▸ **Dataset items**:
● ● ● ●

//! Evidence uploads and the file list kept in facts.

use std::collections::BTreeMap;

use async_trait::async_trait;
use chrono::{DateTime, Utc};
use serde::{Deserialize, Serialize};
use serde_json::{json, Map, Value};
use tracing::{info, warn};

use super::domain::normalize_token;
use super::facts::CaseFacts;
use super::persistence::CaseId;

/// Facts path holding the normalised evidence list.
pub const EVIDENCE_FILES_PATH: &str = "evidence.files";

#[derive(Debug, Clone, Copy, PartialEq, Eq, Hash, PartialOrd, Ord, Serialize, Deserialize)]
#[serde(rename_all = "snake_case")]
pub enum EvidenceCategory {
    TenancyAgreement,
    RentStatement,
    NoticeServed,
    DepositCertificate,
    Correspondence,
    Photos,
    Other,
}

impl EvidenceCategory {
    /// Unrecognised categories are filed under `Other`.
    pub fn parse(raw: &str) -> Self {
        match normalize_token(raw).as_str() {
            "tenancy_agreement" | "agreement" => Self::TenancyAgreement,
            "rent_statement" | "rent_ledger" | "arrears_schedule" => Self::RentStatement,
            "notice_served" | "notice" | "proof_of_service" => Self::NoticeServed,
            "deposit_certificate" | "deposit" => Self::DepositCertificate,
            "correspondence" | "letters" => Self::Correspondence,
            "photos" | "photo" | "images" => Self::Photos,
            _ => Self::Other,
        }
    }

    pub const fn as_str(self) -> &'static str {
        match self {
            Self::TenancyAgreement => "tenancy_agreement",
            Self::RentStatement => "rent_statement",
            Self::NoticeServed => "notice_served",
            Self::DepositCertificate => "deposit_certificate",
            Self::Correspondence => "correspondence",
            Self::Photos => "photos",
            Self::Other => "other",
        }
    }

    pub const fn label(self) -> &'static str {
        match self {
            Self::TenancyAgreement => "Tenancy agreement",
            Self::RentStatement => "Rent statement",
            Self::NoticeServed => "Proof of notice service",
            Self::DepositCertificate => "Deposit protection certificate",
            Self::Correspondence => "Correspondence",
            Self::Photos => "Photos",
            Self::Other => "Other documents",
        }
    }
}

/// One stored evidence file.
#[derive(Debug, Clone, PartialEq, Eq, Serialize, Deserialize)]
pub struct EvidenceFile {
    pub id: String,
    pub filename: String,
    pub category: EvidenceCategory,
    pub uploaded_at: Option<DateTime<Utc>>,
    #[serde(default, skip_serializing_if = "Option::is_none")]
    pub content_type: Option<String>,
}

impl EvidenceFile {
    /// Normalise an upload-service record. Key spellings vary between
    /// endpoints, so `fileId`/`file_id`, `fileName`/`name` and
    /// `uploadedAt`/`created_at` are all accepted. Records without an id are
    /// dropped.
    pub fn from_value(value: &Value) -> Option<Self> {
        let object = value.as_object()?;
        let id = first_text(object, &["id", "file_id", "fileId"])?;
        let filename = first_text(object, &["filename", "file_name", "fileName", "name"])
            .unwrap_or_else(|| id.clone());
        let category = first_text(object, &["category", "evidence_category"])
            .map(|raw| EvidenceCategory::parse(&raw))
            .unwrap_or(EvidenceCategory::Other);
        let uploaded_at = first_text(object, &["uploaded_at", "uploadedAt", "created_at"])
            .and_then(|raw| DateTime::parse_from_rfc3339(&raw).ok())
            .map(|stamp| stamp.with_timezone(&Utc));
        let content_type = first_text(object, &["content_type", "contentType", "mime_type"]);

        Some(Self {
            id,
            filename,
            category,
            uploaded_at,
            content_type,
        })
    }

    pub fn to_value(&self) -> Value {
        let mut value = json!({
            "id": self.id,
            "filename": self.filename,
            "category": self.category.as_str(),
            "uploaded_at": self.uploaded_at.map(|stamp| stamp.to_rfc3339()),
        });
        if let (Some(content_type), Value::Object(map)) = (&self.content_type, &mut value) {
            map.insert("content_type".to_string(), json!(content_type));
        }
        value
    }

    pub fn list_from_facts(facts: &CaseFacts) -> Vec<Self> {
        facts
            .array(EVIDENCE_FILES_PATH)
            .iter()
            .filter_map(Self::from_value)
            .collect()
    }
}

fn first_text(object: &Map<String, Value>, keys: &[&str]) -> Option<String> {
    keys.iter().find_map(|key| match object.get(*key)? {
        Value::String(raw) if !raw.trim().is_empty() => Some(raw.trim().to_string()),
        Value::Number(number) => Some(number.to_string()),
        _ => None,
    })
}

/// A file waiting to be sent to the upload service.
#[derive(Debug, Clone, PartialEq, Eq)]
pub struct EvidenceUpload {
    pub question_id: String,
    pub category: EvidenceCategory,
    pub filename: String,
    pub bytes: Vec<u8>,
}

impl EvidenceUpload {
    pub fn new(
        question_id: impl Into<String>,
        category: EvidenceCategory,
        filename: impl Into<String>,
        bytes: Vec<u8>,
    ) -> Self {
        Self {
            question_id: question_id.into(),
            category,
            filename: filename.into(),
            bytes,
        }
    }

    /// MIME type guessed from the file extension.
    pub fn content_type(&self) -> String {
        mime_guess::from_path(&self.filename)
            .first_or_octet_stream()
            .essence_str()
            .to_string()
    }
}

#[derive(Debug, Clone, PartialEq, Eq, thiserror::Error)]
pub enum UploadError {
    #[error("upload of {filename} was rejected: {reason}")]
    Rejected { filename: String, reason: String },
    #[error("upload service unavailable: {0}")]
    Transport(String),
}

/// One request per file; the response is the case's updated file list in
/// whatever shape the service returns.
#[async_trait]
pub trait EvidenceUploader: Send + Sync {
    async fn upload(&self, case_id: &CaseId, upload: &EvidenceUpload)
        -> Result<Vec<Value>, UploadError>;
}

#[derive(Debug, Clone, PartialEq, Eq, Serialize)]
pub struct UploadFailure {
    pub filename: String,
    pub message: String,
}

#[derive(Debug, Clone, Default, PartialEq, Eq, Serialize)]
pub struct UploadReport {
    pub uploaded: Vec<String>,
    pub failures: BTreeMap<EvidenceCategory, Vec<UploadFailure>>,
}

impl UploadReport {
    pub fn has_failures(&self) -> bool {
        !self.failures.is_empty()
    }

    pub fn failures_for(&self, category: EvidenceCategory) -> &[UploadFailure] {
        self.failures
            .get(&category)
            .map(Vec::as_slice)
            .unwrap_or(&[])
    }
}

/// The case's evidence list, deduplicated by file id.
#[derive(Debug, Clone, Default, PartialEq, Eq)]
pub struct EvidenceLedger {
    files: Vec<EvidenceFile>,
}

impl EvidenceLedger {
    pub fn from_facts(facts: &CaseFacts) -> Self {
        let mut ledger = Self::default();
        ledger.merge(EvidenceFile::list_from_facts(facts));
        ledger
    }

    pub fn files(&self) -> &[EvidenceFile] {
        &self.files
    }

    pub fn by_category(&self, category: EvidenceCategory) -> impl Iterator<Item = &EvidenceFile> {
        self.files.iter().filter(move |file| file.category == category)
    }

    /// Add files, replacing any already held under the same id.
    pub fn merge(&mut self, incoming: impl IntoIterator<Item = EvidenceFile>) {
        for file in incoming {
            match self.files.iter_mut().find(|existing| existing.id == file.id) {
                Some(existing) => *existing = file,
                None => self.files.push(file),
            }
        }
    }

    /// Upload files one at a time. A failed file is recorded against its
    /// category and the remaining files are still sent.
    pub async fn upload_all<U>(
        &mut self,
        uploader: &U,
        case_id: &CaseId,
        uploads: Vec<EvidenceUpload>,
    ) -> UploadReport
    where
        U: EvidenceUploader + ?Sized,
    {
        let mut report = UploadReport::default();

        for upload in uploads {
            match uploader.upload(case_id, &upload).await {
                Ok(records) => {
                    let files: Vec<EvidenceFile> =
                        records.iter().filter_map(EvidenceFile::from_value).collect();
                    info!(
                        case_id = %case_id,
                        filename = %upload.filename,
                        category = upload.category.as_str(),
                        files = files.len(),
                        "evidence uploaded"
                    );
                    self.merge(files);
                    report.uploaded.push(upload.filename);
                }
                Err(error) => {
                    warn!(
                        case_id = %case_id,
                        filename = %upload.filename,
                        error = %error,
                        "evidence upload failed"
                    );
                    report
                        .failures
                        .entry(upload.category)
                        .or_default()
                        .push(UploadFailure {
                            filename: upload.filename,
                            message: error.to_string(),
                        });
                }
            }
        }

        report
    }

    pub fn to_facts_patch(&self) -> Value {
        let files: Vec<Value> = self.files.iter().map(EvidenceFile::to_value).collect();
        json!({ "evidence": { "files": files } })
    }
}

● ● ● ●

▸ **Your objective**: Go through the records above line by line and say how many lines include "Correspondence", giving only that number.

▸ **Task answer**: 4